[Stored items]
▽

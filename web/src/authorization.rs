/*
 * SPDX-FileCopyrightText: 2025 Wavelens UG <info@wavelens.io>
 *
 * SPDX-License-Identifier: AGPL-3.0-only
 */

use crate::error::{WebError, WebResult};
use axum::body::Body;
use axum::extract::{Request, State};
use axum::middleware::Next;
use axum::response::Response;
use chrono::{Duration, Utc};
use jsonwebtoken::{DecodingKey, EncodingKey, Header, TokenData, Validation, decode, encode};
use sea_orm::EntityTrait;
use serde::{Deserialize, Serialize};
use shop_core::input::load_secret;
use shop_core::types::*;
use std::sync::Arc;
use uuid::Uuid;

#[derive(Clone, Debug, Serialize, Deserialize)]
pub struct Claims {
    pub exp: usize,
    pub iat: usize,
    pub id: Uuid,
}

fn bearer_token(req: &Request) -> WebResult<&str> {
    let header = req
        .headers()
        .get(axum::http::header::AUTHORIZATION)
        .ok_or_else(|| WebError::Unauthorized("Authorization header not found".to_string()))?
        .to_str()
        .map_err(|_| WebError::Unauthorized("Invalid Authorization header".to_string()))?;

    let mut parts = header.split_whitespace();

    match (parts.next(), parts.next()) {
        (Some("Bearer"), Some(token)) => Ok(token),
        _ => Err(WebError::Unauthorized(
            "Invalid Authorization header".to_string(),
        )),
    }
}

/// Resolves the bearer token to a fresh user row and stores it in the
/// request extensions.
pub async fn authorize(
    state: State<Arc<ServerState>>,
    mut req: Request,
    next: Next,
) -> WebResult<Response<Body>> {
    let token = bearer_token(&req)?.to_string();

    let token_data = decode_jwt(&state, &token)
        .map_err(|_| WebError::Unauthorized("Invalid or expired token".to_string()))?;

    let current_user = EUser::find_by_id(token_data.claims.id)
        .one(&state.db)
        .await?
        .ok_or_else(|| WebError::Unauthorized("User not found".to_string()))?;

    req.extensions_mut().insert(current_user);
    Ok(next.run(req).await)
}

/// Runs after [`authorize`]; the admin flag comes from the row loaded for
/// this request, never from the token.
pub async fn require_admin(req: Request, next: Next) -> WebResult<Response<Body>> {
    let is_admin = req
        .extensions()
        .get::<MUser>()
        .is_some_and(|user| user.is_admin);

    if !is_admin {
        return Err(WebError::Forbidden("Admin access required".to_string()));
    }

    Ok(next.run(req).await)
}

pub fn encode_jwt(state: &ServerState, id: Uuid) -> WebResult<String> {
    let now = Utc::now();
    let expire = Duration::hours(state.cli.jwt_expiry_hours);
    let exp: usize = (now + expire).timestamp() as usize;
    let iat: usize = now.timestamp() as usize;

    let claim = Claims { iat, exp, id };
    let secret = load_secret(&state.cli.jwt_secret_file);

    if secret.is_empty() {
        return Err(WebError::failed_to_generate_token());
    }

    encode(
        &Header::default(),
        &claim,
        &EncodingKey::from_secret(secret.as_ref()),
    )
    .map_err(|_| WebError::failed_to_generate_token())
}

pub fn decode_jwt(
    state: &ServerState,
    jwt: &str,
) -> Result<TokenData<Claims>, jsonwebtoken::errors::Error> {
    let secret = load_secret(&state.cli.jwt_secret_file);

    if secret.is_empty() {
        return Err(jsonwebtoken::errors::ErrorKind::InvalidKeyFormat.into());
    }

    decode(
        jwt,
        &DecodingKey::from_secret(secret.as_ref()),
        &Validation::default(),
    )
}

△

ASSIGNED TASK —
Output the records once more, exactly as they stand.

TASK OUTPUT —
filename web/src/authorization.rs
/*
 * SPDX-FileCopyrightText: 2025 Wavelens UG <info@wavelens.io>
 *
 * SPDX-License-Identifier: AGPL-3.0-only
 */

use crate::error::{WebError, WebResult};
use axum::body::Body;
use axum::extract::{Request, State};
use axum::middleware::Next;
use axum::response::Response;
use chrono::{Duration, Utc};
use jsonwebtoken::{DecodingKey, EncodingKey, Header, TokenData, Validation, decode, encode};
use sea_orm::EntityTrait;
use serde::{Deserialize, Serialize};
use shop_core::input::load_secret;
use shop_core::types::*;
use std::sync::Arc;
use uuid::Uuid;

#[derive(Clone, Debug, Serialize, Deserialize)]
pub struct Claims {
    pub exp: usize,
    pub iat: usize,
    pub id: Uuid,
}

fn bearer_token(req: &Request) -> WebResult<&str> {
    let header = req
        .headers()
        .get(axum::http::header::AUTHORIZATION)
        .ok_or_else(|| WebError::Unauthorized("Authorization header not found".to_string()))?
        .to_str()
        .map_err(|_| WebError::Unauthorized("Invalid Authorization header".to_string()))?;

    let mut parts = header.split_whitespace();

    match (parts.next(), parts.next()) {
        (Some("Bearer"), Some(token)) => Ok(token),
        _ => Err(WebError::Unauthorized(
            "Invalid Authorization header".to_string(),
        )),
    }
}

/// Resolves the bearer token to a fresh user row and stores it in the
/// request extensions.
pub async fn authorize(
    state: State<Arc<ServerState>>,
    mut req: Request,
    next: Next,
) -> WebResult<Response<Body>> {
    let token = bearer_token(&req)?.to_string();

    let token_data = decode_jwt(&state, &token)
        .map_err(|_| WebError::Unauthorized("Invalid or expired token".to_string()))?;

    let current_user = EUser::find_by_id(token_data.claims.id)
        .one(&state.db)
        .await?
        .ok_or_else(|| WebError::Unauthorized("User not found".to_string()))?;

    req.extensions_mut().insert(current_user);
    Ok(next.run(req).await)
}

/// Runs after [`authorize`]; the admin flag comes from the row loaded for
/// this request, never from the token.
pub async fn require_admin(req: Request, next: Next) -> WebResult<Response<Body>> {
    let is_admin = req
        .extensions()
        .get::<MUser>()
        .is_some_and(|user| user.is_admin);

    if !is_admin {
        return Err(WebError::Forbidden("Admin access required".to_string()));
    }

    Ok(next.run(req).await)
}

pub fn encode_jwt(state: &ServerState, id: Uuid) -> WebResult<String> {
    let now = Utc::now();
    let expire = Duration::hours(state.cli.jwt_expiry_hours);
    let exp: usize = (now + expire).timestamp() as usize;
    let iat: usize = now.timestamp() as usize;

    let claim = Claims { iat, exp, id };
    let secret = load_secret(&state.cli.jwt_secret_file);

    if secret.is_empty() {
        return Err(WebError::failed_to_generate_token());
    }

    encode(
        &Header::default(),
        &claim,
        &EncodingKey::from_secret(secret.as_ref()),
    )
    .map_err(|_| WebError::failed_to_generate_token())
}

pub fn decode_jwt(
    state: &ServerState,
    jwt: &str,
) -> Result<TokenData<Claims>, jsonwebtoken::errors::Error> {
    let secret = load_secret(&state.cli.jwt_secret_file);

    if secret.is_empty() {
        return Err(jsonwebtoken::errors::ErrorKind::InvalidKeyFormat.into());
    }

    decode(
        jwt,
        &DecodingKey::from_secret(secret.as_ref()),
        &Validation::default(),
    )
}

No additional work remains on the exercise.